Figure 9a: Sagittal section showing presence of a radiopaque mass.
Figure 9b: Axial section showing the location of the radiopaque mass to be behind the third molar region.
Figure 9c: Axial section showing the location of the radiopaque mass to be behind the third molar region.
After appropriate preparation and draping, a mouth prop was inserted on ipsilateral side and tongue retracted with a suture. An incision was given with an imaginary line running across the duct with a lateral inclination anteriorly and medial inclination posteriorly. This is done to oppose the path of lingual nerve which is exactly opposite to the incision line, i.e. lingual nerve crosses the duct from below, lateral to medial, in premolar-molar region. A combination of blunt and sharp dissection was used to expose the anterior duct. The point of lingual nerve traversing the duct was identified and lingual nerve protected. Duct was further dissected posteriorly. However, the ductal stone could not be visualised. On applying extraoral pressure to push the deeper part of duct intraorally, the sialolith was seen. Duct posterior to the obstruction was edematous. As an incision was given in the duct over the stone, a spurt of pus threw the stone out (Figure 10 & 11). Gland was further milked and resulted in expression of more pus. Milking was continued till normal salivary flow was observed. The floor of mouth was sutured with 4-0 resorbable suture. Patient was kept on broad spectrum antibiotics and discharged after 2 days. Recovery was uneventful. However, salivary flow was close to nil for about 3 weeks. Patient has been followed up for around 8 months. Some part of the gland has become fibrosed and salivary flow has increased but still less as compared to opposite side.

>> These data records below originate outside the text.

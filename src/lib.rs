//! # uds-rs
//!
//! A client-side diagnostic stack for vehicle ECUs: a segmentation/
//! reassembly transport ([`isotp`], ISO 15765-2) carrying request/response
//! exchanges between a tester and an ECU over CAN, and a session-oriented
//! diagnostic service protocol ([`service`], ISO 14229-1) layered on top.
//!
//! The stack is three layers, leaves first:
//!
//! - [`link`] (L1) — send/receive 8-byte CAN frames through a small
//!   `Link` capability trait. [`link::loopback::LoopbackLink`] is an
//!   in-memory pair for tests and examples; the `slcan` feature adds
//!   [`link::slcan::SerialLink`], a reference adapter over a real serial
//!   port.
//! - [`isotp`] (L2) — segments a variable-length service data unit (up to
//!   4095 bytes) into 8-byte frames and reassembles them, under
//!   receiver-driven flow control.
//! - [`service`] (L3) — composes diagnostic service PDUs on top of
//!   [`isotp::Transport`], dispatches exchanges, and handles negative
//!   responses, timing negotiation, and block upload/download.
//!
//! ```
//! use std::time::Duration;
//! use uds_rs::isotp::{Transport, TransportConfig};
//! use uds_rs::link::{loopback::LoopbackLink, Address};
//! use uds_rs::service::Client;
//!
//! let (tester_link, ecu_link) = LoopbackLink::pair();
//! let mut client = Client::new(Transport::new(
//!     tester_link,
//!     Address::physical(0x7E0, 0x7E8),
//!     TransportConfig::default(),
//! ));
//! let mut ecu = Transport::new(
//!     ecu_link,
//!     Address::physical(0x7E8, 0x7E0),
//!     TransportConfig::default(),
//! );
//!
//! std::thread::scope(|s| {
//!     s.spawn(move || {
//!         let request = ecu.recv_sdu(Duration::from_millis(200)).unwrap();
//!         assert_eq!(request, vec![0x22, 0xF1, 0x90]);
//!         ecu.send_sdu(&[0x62, 0xF1, 0x90, b'V', b'I', b'N']).unwrap();
//!     });
//!     let payload = client.read_data_by_identifier(0xF190).unwrap();
//!     assert_eq!(payload, vec![0xF1, 0x90, b'V', b'I', b'N']);
//! });
//! ```

pub mod codec;
pub mod error;
pub mod isotp;
pub mod link;
pub mod service;

pub use error::{Error, Result};
pub use service::Client;
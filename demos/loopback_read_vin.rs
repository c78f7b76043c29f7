//! Reads a VIN over an in-memory loopback link, standing in for a real CAN
//! bus the way the teacher's `transport`/`no_transport` examples exercised
//! the MIN protocol over an in-process pair instead of real hardware.

use std::thread;
use std::time::Duration;

use log::LevelFilter;
use uds_rs::isotp::{Transport, TransportConfig};
use uds_rs::link::{loopback::LoopbackLink, Address};
use uds_rs::service::Client;

fn main() {
    log::set_max_level(LevelFilter::Debug);
    env_logger::init();

    let (tester_link, ecu_link) = LoopbackLink::pair();
    let mut client = Client::new(Transport::new(
        tester_link,
        Address::physical(0x7E0, 0x7E8),
        TransportConfig::default(),
    ));
    let mut ecu = Transport::new(
        ecu_link,
        Address::physical(0x7E8, 0x7E0),
        TransportConfig::default(),
    );

    let ecu_thread = thread::spawn(move || {
        let request = ecu.recv_sdu(Duration::from_millis(200)).unwrap();
        assert_eq!(request, vec![0x22, 0xF1, 0x90]);
        ecu.send_sdu(&[0x62, 0xF1, 0x90, b'V', b'I', b'N']).unwrap();
    });

    let payload = client.read_data_by_identifier(0xF190).unwrap();
    let vin = String::from_utf8_lossy(&payload[2..]);
    println!("VIN: {vin}");

    ecu_thread.join().unwrap();
}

Figure 10: Operative picture showing the incised part of the duct.
Figure 11: The retrieved sialolith.
The first case is of a short term sialolith in anterior portion ofthe duct causing partial obstruction. The salivary flow in this case was reduced as compared to the first case, where it was nil. Differences in duration of illness, persistence of swelling and tenderness of gland should also be appreciated. Complete recovery of the gland post removal was anticipated and post-operative follow up till now has been consistent with expectations.

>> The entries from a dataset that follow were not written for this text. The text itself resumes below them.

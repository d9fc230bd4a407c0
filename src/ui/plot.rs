use eframe::egui::{self, RichText, Ui};
use egui_plot::{GridMark, Line, LineStyle, Plot, PlotBounds, PlotPoints, Points, VLine};

use crate::color;
use crate::state::{AppState, ZoomRequest};
use crate::view::{ChartId, Query, RenderState, format_tick, render_state};

const CHART_HEIGHT: f32 = 320.0;

// ---------------------------------------------------------------------------
// Chart list (central panel)
// ---------------------------------------------------------------------------

/// Render every loaded chart stacked vertically.
pub fn charts(ui: &mut Ui, state: &mut AppState) {
    if state.charts.is_empty() {
        ui.centered_and_justified(|ui: &mut Ui| {
            ui.heading("Open a file to view recordings  (File → Open…)");
        });
        return;
    }

    egui::ScrollArea::vertical()
        .auto_shrink([false, false])
        .show(ui, |ui: &mut Ui| {
            for id in 0..state.charts.len() {
                chart(ui, state, id);
                ui.add_space(12.0);
            }
        });
}

// ---------------------------------------------------------------------------
// One chart
// ---------------------------------------------------------------------------

fn chart(ui: &mut Ui, state: &mut AppState, id: ChartId) {
    let render = {
        let panel = &state.charts[id];
        render_state(&panel.ctx, id, state.query_for(id), &panel.filter)
    };
    let zoom = state.charts[id].zoom_request.take();
    let show_means = state.show_group_means;
    let panel = &state.charts[id];
    let ctx = &panel.ctx;
    let kind = ctx.dataset.kind;

    ui.horizontal(|ui: &mut Ui| {
        ui.strong(panel.title());
        ui.label(RichText::new(kind.title()).weak());
        if let Some(group) = &panel.zoomed {
            ui.label(RichText::new(format!("zoomed to {group}")).italics());
        }
    });

    let minutes_per_day = ctx.minutes_per_day;
    let single_day = ctx.spans_single_day();
    let response = Plot::new(("chart", id))
        .height(CHART_HEIGHT)
        .x_axis_label(if single_day { "Time of Day" } else { "Day" })
        .y_axis_label(kind.axis_label())
        .x_axis_formatter(move |mark: GridMark, _range| {
            format_tick(mark.value, minutes_per_day, single_day)
        })
        .show_x(false)
        .show_y(false)
        .allow_boxed_zoom(true)
        .allow_drag(true)
        .allow_scroll(true)
        .allow_zoom(true)
        .show(ui, |plot_ui| {
            match zoom {
                Some(ZoomRequest::Fit(b)) => {
                    plot_ui.set_plot_bounds(PlotBounds::from_min_max(b.min, b.max));
                }
                Some(ZoomRequest::Reset) => plot_ui.set_auto_bounds(egui::Vec2b::new(true, true)),
                None => {}
            }

            let progress_mode = !render.progress.is_empty();
            let single_subjects = !ctx.dataset.is_partitioned_by_sex();

            for series in ctx.dataset.series.values() {
                if !panel.filter.contains(series.group()) {
                    continue;
                }
                let colors = ctx.colors.colors_for(series.group());
                let emphasized = render.emphasized.as_ref() == Some(series.group());
                let (line_color, width) = if progress_mode {
                    (color::PROGRESS_BASE, 2.0)
                } else if single_subjects && !emphasized {
                    (colors.line.gamma_multiply(0.35), 2.0)
                } else if emphasized {
                    (colors.line, 4.0)
                } else {
                    (colors.line, 1.5)
                };
                let points: PlotPoints = ctx.points(series.samples()).into();
                plot_ui.line(
                    Line::new(points)
                        .name(series.group().to_string())
                        .color(line_color)
                        .width(width),
                );
            }

            if show_means {
                for (sex, mean) in &ctx.means(&panel.filter) {
                    let points: PlotPoints = ctx.points(mean.samples()).into();
                    plot_ui.line(
                        Line::new(points)
                            .name(format!("{sex} mean"))
                            .color(color::sex_colors(*sex).marker)
                            .style(LineStyle::dashed_loose())
                            .width(2.5),
                    );
                }
            }

            paint_hover(plot_ui, &render);
        });

    // Pointer → query for the next frame.
    let plot_response = &response.response;
    if plot_response.hovered() {
        if let Some(pos) = plot_response.hover_pos() {
            let p = response.transform.value_from_position(pos);
            state.report_hover(Query {
                time: p.x * minutes_per_day,
                source: id,
                value: Some(p.y),
            });
        }
    }

    if let Some(tip) = &render.tooltip {
        response.response.clone().on_hover_ui_at_pointer(|ui: &mut Ui| {
            ui.strong(&tip.title);
            for line in &tip.lines {
                ui.label(RichText::new(&line.text).color(line.color));
            }
        });
    }
}

/// Cursor line, progress segments and located-point markers.
fn paint_hover(plot_ui: &mut egui_plot::PlotUi, render: &RenderState) {
    if let Some(x) = render.cursor {
        plot_ui.vline(
            VLine::new(x)
                .color(color::CURSOR)
                .style(LineStyle::Dashed { length: 5.0 })
                .width(1.0),
        );
    }
    for segment in &render.progress {
        let points: PlotPoints = segment.points.clone().into();
        plot_ui.line(Line::new(points).color(segment.color).width(2.0));
    }
    for marker in &render.markers {
        plot_ui.points(
            Points::new(vec![marker.position])
                .color(marker.color)
                .radius(4.0)
                .filled(true),
        );
    }
}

The second case can be best described as acute exacerbation of chronic obstructive sialadenitis secondary to sialolith in posterior Wharton's duct. The signs and symptoms were consistent with literature. Post-operative follow-up of the patient has revealed partial recovery of the gland with reduced salivary flow. No follow- up investigations have been performed. The patient was taken into confidence pre-operative for possibility of partial or no recovery of the gland requiring additional surgery for submandibular gland removal. However, the patient has no clinical complaint except slight firmness in submandibular region on palpation.

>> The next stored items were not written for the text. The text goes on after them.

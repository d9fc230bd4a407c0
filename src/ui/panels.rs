use eframe::egui::{self, Color32, RichText, ScrollArea, Ui};
use egui_extras::{Column, TableBuilder};

use crate::data::loader::LoadOptions;
use crate::data::model::Group;
use crate::state::AppState;
use crate::view::{ChartId, readout};

// ---------------------------------------------------------------------------
// Left side panel – legends, zoom and readout
// ---------------------------------------------------------------------------

/// Render the left legend panel.
pub fn side_panel(ui: &mut Ui, state: &mut AppState) {
    ui.heading("Legend");
    ui.separator();

    if state.charts.is_empty() {
        ui.label("No dataset loaded.");
        return;
    }

    ScrollArea::vertical()
        .auto_shrink([false, false])
        .show(ui, |ui: &mut Ui| {
            for id in 0..state.charts.len() {
                chart_legend(ui, state, id);
            }
        });
}

fn chart_legend(ui: &mut Ui, state: &mut AppState, id: ChartId) {
    let panel = &state.charts[id];
    let entries = panel.ctx.colors.legend_entries();
    let n_selected = panel.filter.len();
    let n_total = entries.len();
    let header_text = format!("{}  ({n_selected}/{n_total})", panel.title());

    egui::CollapsingHeader::new(RichText::new(header_text).strong())
        .id_salt(("legend", id))
        .default_open(true)
        .show(ui, |ui: &mut Ui| {
            // Select all / none buttons
            ui.horizontal(|ui: &mut Ui| {
                if ui.small_button("All").clicked() {
                    state.select_all(id);
                }
                if ui.small_button("None").clicked() {
                    state.select_none(id);
                }
            });

            for (group, color) in &entries {
                let mut checked = state.charts[id].filter.contains(group);
                let label = legend_label(group);
                if ui
                    .checkbox(&mut checked, RichText::new(label).color(*color))
                    .changed()
                {
                    state.toggle_group(id, group);
                }
            }

            zoom_selector(ui, state, id, &entries);
            ui.push_id(("readout", id), |ui: &mut Ui| readout_table(ui, state, id));
        });
}

fn legend_label(group: &Group) -> String {
    if group.is_sex_partition() {
        group.sex().to_string()
    } else {
        format!("{group} ({})", group.sex())
    }
}

/// "Zoom to" selector plus a reset button.
fn zoom_selector(ui: &mut Ui, state: &mut AppState, id: ChartId, entries: &[(Group, Color32)]) {
    let current = state.charts[id]
        .zoomed
        .as_ref()
        .map(Group::to_string)
        .unwrap_or_else(|| "all".to_string());

    ui.horizontal(|ui: &mut Ui| {
        ui.label("Zoom to");
        egui::ComboBox::from_id_salt(("zoom", id))
            .selected_text(current)
            .show_ui(ui, |ui: &mut Ui| {
                for (group, _) in entries {
                    let selected = state.charts[id].zoomed.as_ref() == Some(group);
                    if ui.selectable_label(selected, group.to_string()).clicked() {
                        state.zoom_to(id, group);
                    }
                }
            });
        if ui.small_button("Reset").clicked() {
            state.reset_zoom(id);
        }
    });
}

/// Located values of every visible group at the current query time.
fn readout_table(ui: &mut Ui, state: &AppState, id: ChartId) {
    let Some(query) = state.query_for(id) else {
        return;
    };
    let panel = &state.charts[id];
    let ctx = &panel.ctx;
    let kind = ctx.dataset.kind;

    TableBuilder::new(ui)
        .striped(true)
        .column(Column::auto())
        .column(Column::auto())
        .column(Column::remainder())
        .header(18.0, |mut header| {
            header.col(|ui: &mut Ui| {
                ui.strong("Group");
            });
            header.col(|ui: &mut Ui| {
                ui.strong("Time");
            });
            header.col(|ui: &mut Ui| {
                ui.strong("Value");
            });
        })
        .body(|mut body| {
            for group in ctx.dataset.groups().filter(|g| panel.filter.contains(*g)) {
                let Some(sample) = readout(ctx, group, query.time) else {
                    continue;
                };
                body.row(16.0, |mut row| {
                    row.col(|ui: &mut Ui| {
                        ui.label(group.to_string());
                    });
                    row.col(|ui: &mut Ui| {
                        ui.label(ctx.day_label(sample.time));
                    });
                    row.col(|ui: &mut Ui| {
                        ui.label(kind.format_value(sample.value));
                    });
                });
            }
        });
}

// ---------------------------------------------------------------------------
// Top bar
// ---------------------------------------------------------------------------

/// Render the top menu / toolbar.
pub fn top_bar(ui: &mut Ui, state: &mut AppState) {
    egui::menu::bar(ui, |ui: &mut Ui| {
        ui.menu_button("File", |ui: &mut Ui| {
            if ui.button("Open…").clicked() {
                open_file_dialog(state);
                ui.close_menu();
            }
            ui.menu_button("Close chart", |ui: &mut Ui| {
                let mut remove = None;
                for (id, panel) in state.charts.iter().enumerate() {
                    if ui.button(panel.title()).clicked() {
                        remove = Some(id);
                    }
                }
                if let Some(id) = remove {
                    state.remove_chart(id);
                    ui.close_menu();
                }
            });
        });

        ui.separator();

        if !state.charts.is_empty() {
            ui.label(format!(
                "{} charts, {} samples",
                state.charts.len(),
                state.total_samples()
            ));
        }

        ui.separator();

        if ui
            .selectable_label(state.show_group_means, "Group means")
            .clicked()
        {
            state.show_group_means = !state.show_group_means;
        }

        if let Some(msg) = &state.status_message {
            ui.label(RichText::new(msg).color(Color32::RED));
        }
    });
}

// ---------------------------------------------------------------------------
// File dialog
// ---------------------------------------------------------------------------

pub fn open_file_dialog(state: &mut AppState) {
    let file = rfd::FileDialog::new()
        .set_title("Open temperature recordings")
        .add_filter("Supported files", &["csv", "json", "parquet", "pq"])
        .add_filter("CSV", &["csv"])
        .add_filter("JSON", &["json"])
        .add_filter("Parquet", &["parquet", "pq"])
        .pick_file();

    if let Some(path) = file {
        // Errors are already logged and shown in the status message.
        let _ = state.open(&path, &LoadOptions::default(), true);
    }
}
//! egui rendering: the central chart stack and the surrounding panels.
//! All decisions about what to highlight come from [`crate::view`].

pub mod panels;
pub mod plot;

History and clinical examination play a vital role in diagnosis of obstructive sialadenitis. Investigations are targeted to rule out rare causes other than sialoliths for obstructive sialadenitis. Also, they help in localizing and determining the size and number of the sialoliths. Anticipated prognosis depends upon size number and location of sialolith, duration of obstruction and presence or absence of infection. Patients must be informed regarding anticipated recovery and possible course of treatment in adverse outcomes.